Similar comments emanate from state and local administrators responsible for vocational and technical education as they wrestle with the necessary changes underlying Perkins II and STWOA. Commentary--often accusatory in nature--ranges from the nonresponsiveness of colleges and universities to reform initiatives in vocational and technical education, low production of vocational and technical education teachers, inappropriate preparation of the few vocational and technical teachers that colleges and universities are producing, out-of-date professors, and on and on and on.
The information and data provided in this article are part of a larger research, data, and information agenda prepared for and about vocational and technical teacher education in American colleges and universities. The data and information are intended to overcome the serious lack of knowledge about where, when, what, how, to whom, and by whom vocational and technical teacher education is provided ( Lynch, 1991 ).
Data have been collected about the responsiveness of vocational and technical teacher education to initiatives in Perkins II and to other reform movements related to work-based education. Information has been assembled about the preparation of vocational and technical education teachers, their occupational experiences, and their effectiveness--with a particular focus on those who are alternatively certified ( Lynch, in press-a ). Information has also being gathered on the professoriate, the financial status of vocational teacher education and the responsiveness of vocational and technical teacher education to major initiatives in Perkins II ( Lynch, in press-b ). These activities have been funded and supported in part by the National Assessment of Vocational Education, the National Center for Research in Vocational Education, and the University Council on Vocational Education.

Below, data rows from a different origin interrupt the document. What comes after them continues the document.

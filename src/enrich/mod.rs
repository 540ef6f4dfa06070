//! Classifier-backed metadata enrichment.
//!
//! Records go to the classifier one at a time with a fixed pause between calls.
//! Transport failures are retried with linear backoff; anything that still fails
//! leaves the record exactly as it was.

pub mod openai;
pub mod response;

use std::collections::HashMap;
use std::future::Future;

use serde_json::{json, Value};
use thiserror::Error;
use tracing::{debug, info, warn};

use crate::controls::EnrichPolicy;
use crate::dedup::Indexed;
use crate::records::{EpisodeRecord, QuoteRecord, TopicVocabulary};
use response::{parse_reply, FieldReader, ParsedReply};

pub use openai::OpenAiChat;

/// Why a record could not be enriched. Never fatal for a run.
#[derive(Debug, Clone, PartialEq, Eq, Error)]
pub enum EnrichError {
    /// The request did not complete.
    #[error("classifier request failed: {0}")]
    Transport(String),
    /// The service answered with a non-success status.
    #[error("classifier returned HTTP {status}: {body}")]
    Status { status: u16, body: String },
    /// The reply held nothing usable.
    #[error("malformed classifier reply: {0}")]
    Malformed(String),
}

impl EnrichError {
    fn is_retryable(&self) -> bool {
        match self {
            Self::Transport(_) => true,
            Self::Status { status, .. } => *status == 429 || *status >= 500,
            Self::Malformed(_) => false,
        }
    }
}

/// One round trip to a chat model.
pub trait ChatBackend {
    /// Sends a system and a user message and returns the assistant's text.
    fn complete(
        &self,
        system: &str,
        user: &str,
    ) -> impl Future<Output = Result<String, EnrichError>> + Send;
}

/// Run-wide inputs every request may draw on.
#[derive(Debug, Clone, Copy)]
pub struct EnrichContext<'a> {
    pub series: &'a str,
    pub topics: &'a TopicVocabulary,
}

/// A record kind the classifier knows how to fill in.
pub trait Enrichable: Indexed + Clone {
    fn system_prompt(series: &str) -> String;

    /// User message payload.
    fn request(&self, ctx: &EnrichContext<'_>) -> Value;

    /// Records that return `false` are passed through without a call.
    fn wants_enrichment(&self) -> bool {
        true
    }

    /// Copies the reply's fields onto a clone of `self`.
    fn merge(&self, reply: &mut FieldReader<'_>, ctx: &EnrichContext<'_>) -> Self;
}

impl Enrichable for EpisodeRecord {
    fn system_prompt(series: &str) -> String {
        format!(
            "You label {series} episode summaries with a short subtitle and trigger topics. \
             The subtitle is a short description of the episode (1 sentence). \
             Respond with strict JSON in the shape {{\"subtitle\": string, \"topics\": string[]}}. \
             Use only topics from the provided list. \
             Use an empty string and empty array if unknown."
        )
    }

    fn request(&self, ctx: &EnrichContext<'_>) -> Value {
        json!({
            "title": self.title,
            "summary": self.summary,
            "topics": ctx.topics.labels(),
        })
    }

    fn wants_enrichment(&self) -> bool {
        !self.summary.trim().is_empty()
    }

    fn merge(&self, reply: &mut FieldReader<'_>, ctx: &EnrichContext<'_>) -> Self {
        let mut next = self.clone();
        next.subtitle = reply.text("subtitle");
        next.topics = ctx.topics.retain_known(reply.labels("topics"));
        next
    }
}

impl Enrichable for QuoteRecord {
    fn system_prompt(series: &str) -> String {
        format!(
            "You enrich {series} quotes with metadata. Respond with strict JSON: \
             {{\"episodeTitle\": string, \"season\": number|null, \"episode\": number|null, \
             \"listener\": string, \"situation\": string}}. \
             Use empty strings or null if unknown."
        )
    }

    fn request(&self, _ctx: &EnrichContext<'_>) -> Value {
        json!({
            "quote": self.text,
            "speaker": self.speaker,
        })
    }

    fn merge(&self, reply: &mut FieldReader<'_>, _ctx: &EnrichContext<'_>) -> Self {
        let mut next = self.clone();
        next.episode_title = reply.text("episodeTitle");
        next.season = reply.number("season");
        next.episode = reply.number("episode");
        next.listener = reply.text("listener");
        next.situation = reply.text("situation");
        next
    }
}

This article provides aggregated program and enrollment data about specialized vocational and technical teacher education as it currently exists in our nation's colleges and universities. Available information is provided about subject-specific programs areas (i.e., college majors) traditionally identified with vocational and technical teacher education. Some analysis and commentary are then provided about the future supply and demand of vocational and technical education teachers.

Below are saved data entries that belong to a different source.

use anyhow::Result;
use log::*;
use std::collections::HashMap;
use vulkanalia::vk::{self, DeviceV1_0, Handle, HasBuilder};

use super::constants::MAX_DESCRIPTOR_SETS;
use super::device::VulkanDevice;
use crate::error::DescriptorError;

#[derive(Copy, Clone, Debug, PartialEq, Eq, Hash, PartialOrd, Ord)]
pub enum UpdateFrequency {
    Static = 0,
    PerFrame = 1,
    PerBatch = 2,
    PerDraw = 3,
}

impl UpdateFrequency {
    pub const ALL: [UpdateFrequency; MAX_DESCRIPTOR_SETS] = [
        UpdateFrequency::Static,
        UpdateFrequency::PerFrame,
        UpdateFrequency::PerBatch,
        UpdateFrequency::PerDraw,
    ];

    pub fn index(self) -> usize {
        self as usize
    }
}

#[derive(Clone, Debug)]
pub struct DescriptorDesc {
    pub name: String,
    pub update_frequency: UpdateFrequency,
    pub binding: u32,
    pub descriptor_type: vk::DescriptorType,
    pub count: u32,
    pub stages: vk::ShaderStageFlags,
}

impl DescriptorDesc {
    pub fn new(
        name: impl Into<String>,
        update_frequency: UpdateFrequency,
        binding: u32,
        descriptor_type: vk::DescriptorType,
    ) -> Self {
        Self {
            name: name.into(),
            update_frequency,
            binding,
            descriptor_type,
            count: 1,
            stages: vk::ShaderStageFlags::ALL_GRAPHICS,
        }
    }

    pub fn with_count(mut self, count: u32) -> Self {
        self.count = count;
        self
    }

    pub fn with_stages(mut self, stages: vk::ShaderStageFlags) -> Self {
        self.stages = stages;
        self
    }
}

#[derive(Clone, Debug, Default)]
pub struct RootSignatureDesc {
    pub descriptors: Vec<DescriptorDesc>,
    pub push_constants: Vec<vk::PushConstantRange>,
}

#[derive(Clone, Debug, PartialEq, Eq)]
pub struct DescriptorInfo {
    pub name: String,
    pub update_frequency: UpdateFrequency,
    pub binding: u32,
    pub descriptor_type: vk::DescriptorType,
    pub count: u32,
    pub stages: vk::ShaderStageFlags,
    pub handle_index: u32,
    pub dynamic_index: Option<u32>,
}

impl DescriptorInfo {
    pub fn is_dynamic(&self) -> bool {
        is_dynamic_type(self.descriptor_type)
    }
}

#[derive(Copy, Clone, Debug, PartialEq, Eq)]
pub enum DescriptorUpdateData {
    Image {
        sampler: vk::Sampler,
        image_view: vk::ImageView,
        image_layout: vk::ImageLayout,
    },
    Buffer {
        buffer: vk::Buffer,
        offset: vk::DeviceSize,
        range: vk::DeviceSize,
    },
    TexelBuffer(vk::BufferView),
    AccelerationStructure(vk::AccelerationStructureKHR),
}

impl DescriptorUpdateData {
    pub fn default_for(descriptor_type: vk::DescriptorType) -> Self {
        use vk::DescriptorType as T;

        let image = |image_layout| DescriptorUpdateData::Image {
            sampler: vk::Sampler::null(),
            image_view: vk::ImageView::null(),
            image_layout,
        };

        match descriptor_type {
            T::SAMPLER => image(vk::ImageLayout::UNDEFINED),
            T::STORAGE_IMAGE => image(vk::ImageLayout::GENERAL),
            T::SAMPLED_IMAGE | T::COMBINED_IMAGE_SAMPLER | T::INPUT_ATTACHMENT => {
                image(vk::ImageLayout::SHADER_READ_ONLY_OPTIMAL)
            }
            T::UNIFORM_TEXEL_BUFFER | T::STORAGE_TEXEL_BUFFER => {
                DescriptorUpdateData::TexelBuffer(vk::BufferView::null())
            }
            T::ACCELERATION_STRUCTURE_KHR => {
                DescriptorUpdateData::AccelerationStructure(vk::AccelerationStructureKHR::null())
            }
            _ => DescriptorUpdateData::Buffer {
                buffer: vk::Buffer::null(),
                offset: 0,
                range: vk::WHOLE_SIZE as vk::DeviceSize,
            },
        }
    }
}

#[derive(Clone, Debug, Default)]
pub struct DescriptorSetLayoutInfo {
    pub descriptor_indices: Vec<usize>,
    pub cumulative_descriptor_count: u32,
    pub dynamic_descriptor_count: u32,
    pub update_template: Vec<DescriptorUpdateData>,
    /// Empty slots below a used one still need a layout so set numbers line up.
    pub needs_layout: bool,
}

#[derive(Clone, Debug, Default)]
pub struct DescriptorLayoutPlan {
    pub descriptors: Vec<DescriptorInfo>,
    pub name_to_index: HashMap<String, usize>,
    pub sets: [DescriptorSetLayoutInfo; MAX_DESCRIPTOR_SETS],
    pub push_constants: Vec<vk::PushConstantRange>,
}

fn is_dynamic_type(descriptor_type: vk::DescriptorType) -> bool {
    descriptor_type == vk::DescriptorType::UNIFORM_BUFFER_DYNAMIC
        || descriptor_type == vk::DescriptorType::STORAGE_BUFFER_DYNAMIC
}

fn is_supported_type(descriptor_type: vk::DescriptorType) -> bool {
    use vk::DescriptorType as T;

    matches!(
        descriptor_type,
        T::SAMPLER
            | T::COMBINED_IMAGE_SAMPLER
            | T::SAMPLED_IMAGE
            | T::STORAGE_IMAGE
            | T::UNIFORM_TEXEL_BUFFER
            | T::STORAGE_TEXEL_BUFFER
            | T::UNIFORM_BUFFER
            | T::STORAGE_BUFFER
            | T::UNIFORM_BUFFER_DYNAMIC
            | T::STORAGE_BUFFER_DYNAMIC
            | T::INPUT_ATTACHMENT
            | T::ACCELERATION_STRUCTURE_KHR
    )
}

/// Uniform buffers named like `rootcbv*` or `*dynamic*` are bound with a dynamic offset.
fn resolve_type(desc: &DescriptorDesc) -> vk::DescriptorType {
    if desc.descriptor_type != vk::DescriptorType::UNIFORM_BUFFER {
        return desc.descriptor_type;
    }

    let name = desc.name.to_lowercase();
    if !name.contains("rootcbv") && !name.contains("dynamic") {
        return desc.descriptor_type;
    }

    if desc.count == 1 {
        vk::DescriptorType::UNIFORM_BUFFER_DYNAMIC
    } else {
        warn!(
            "Descriptor ({}): dynamic uniform buffers cannot be arrays.",
            desc.name
        );
        desc.descriptor_type
    }
}

impl DescriptorLayoutPlan {
    pub fn new(desc: &RootSignatureDesc) -> Result<Self, DescriptorError> {
        let mut plan = DescriptorLayoutPlan {
            push_constants: desc.push_constants.clone(),
            ..Default::default()
        };

        for descriptor in &desc.descriptors {
            if plan.name_to_index.contains_key(&descriptor.name) {
                return Err(DescriptorError::DuplicateDescriptor(descriptor.name.clone()));
            }
            if !is_supported_type(descriptor.descriptor_type) {
                return Err(DescriptorError::UnsupportedDescriptorType(
                    descriptor.descriptor_type,
                ));
            }

            let index = plan.descriptors.len();
            plan.name_to_index.insert(descriptor.name.clone(), index);
            plan.descriptors.push(DescriptorInfo {
                name: descriptor.name.clone(),
                update_frequency: descriptor.update_frequency,
                binding: descriptor.binding,
                descriptor_type: resolve_type(descriptor),
                count: descriptor.count,
                stages: descriptor.stages,
                handle_index: 0,
                dynamic_index: None,
            });
            plan.sets[descriptor.update_frequency.index()]
                .descriptor_indices
                .push(index);
        }

        for set in plan.sets.iter_mut() {
            let descriptors = &mut plan.descriptors;
            set.descriptor_indices
                .sort_by_key(|&index| descriptors[index].binding);

            for &index in &set.descriptor_indices {
                let info = &mut descriptors[index];
                info.handle_index = set.cumulative_descriptor_count;
                set.cumulative_descriptor_count += info.count;

                if info.is_dynamic() {
                    info.dynamic_index = Some(set.dynamic_descriptor_count);
                    set.dynamic_descriptor_count += 1;
                }

                let default = DescriptorUpdateData::default_for(info.descriptor_type);
                set.update_template
                    .extend(std::iter::repeat(default).take(info.count as usize));
            }
        }

        let mut higher_needs_layout = false;
        for set in plan.sets.iter_mut().rev() {
            set.needs_layout = !set.descriptor_indices.is_empty() || higher_needs_layout;
            higher_needs_layout = set.needs_layout;
        }

        Ok(plan)
    }

    fn create_set_layouts<C, D>(
        &self,
        mut create: C,
        mut destroy: D,
    ) -> Result<[vk::DescriptorSetLayout; MAX_DESCRIPTOR_SETS]>
    where
        C: FnMut(&[vk::DescriptorSetLayoutBinding]) -> Result<vk::DescriptorSetLayout, vk::ErrorCode>,
        D: FnMut(vk::DescriptorSetLayout),
    {
        let mut set_layouts = [vk::DescriptorSetLayout::null(); MAX_DESCRIPTOR_SETS];

        for frequency in UpdateFrequency::ALL.into_iter().rev() {
            if !self.sets[frequency.index()].needs_layout {
                continue;
            }

            match create(&self.bindings(frequency)) {
                Ok(layout) => set_layouts[frequency.index()] = layout,
                Err(e) => {
                    error!("Failed to create the {:?} descriptor set layout: {}", frequency, e);
                    set_layouts
                        .into_iter()
                        .filter(|layout| !layout.is_null())
                        .for_each(&mut destroy);
                    return Err(e.into());
                }
            }
        }

        Ok(set_layouts)
    }

    fn bindings(&self, frequency: UpdateFrequency) -> Vec<vk::DescriptorSetLayoutBinding> {
        self.sets[frequency.index()]
            .descriptor_indices
            .iter()
            .map(|&index| {
                let info = &self.descriptors[index];
                vk::DescriptorSetLayoutBinding::builder()
                    .binding(info.binding)
                    .descriptor_type(info.descriptor_type)
                    .descriptor_count(info.count)
                    .stage_flags(info.stages)
                    .build()
            })
            .collect()
    }
}

#[derive(Debug)]
pub struct VulkanRootSignature {
    plan: DescriptorLayoutPlan,
    set_layouts: [vk::DescriptorSetLayout; MAX_DESCRIPTOR_SETS],
    pipeline_layout: vk::PipelineLayout,
}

Assumptions and Limitations
Data and information provided herein about vocational and technical teacher education at our nation's colleges and universities are limited as follows:
- Macro information is focused on vocational and technical teacher education as it exists in our nation's colleges and universities, primarily at the preservice level. Programs sponsored by state departments of education, professional associations, local school systems, and consultants and vendors under contract -- such as inservice and staff development to initially certify trade teachers, induct new teachers, or upgrade the knowledge and skills of teachers -- are not discussed.
- State vocational education certification policies, related requirements and regulations, and their impact on vocational and technical teacher education at colleges and universities are not discussed.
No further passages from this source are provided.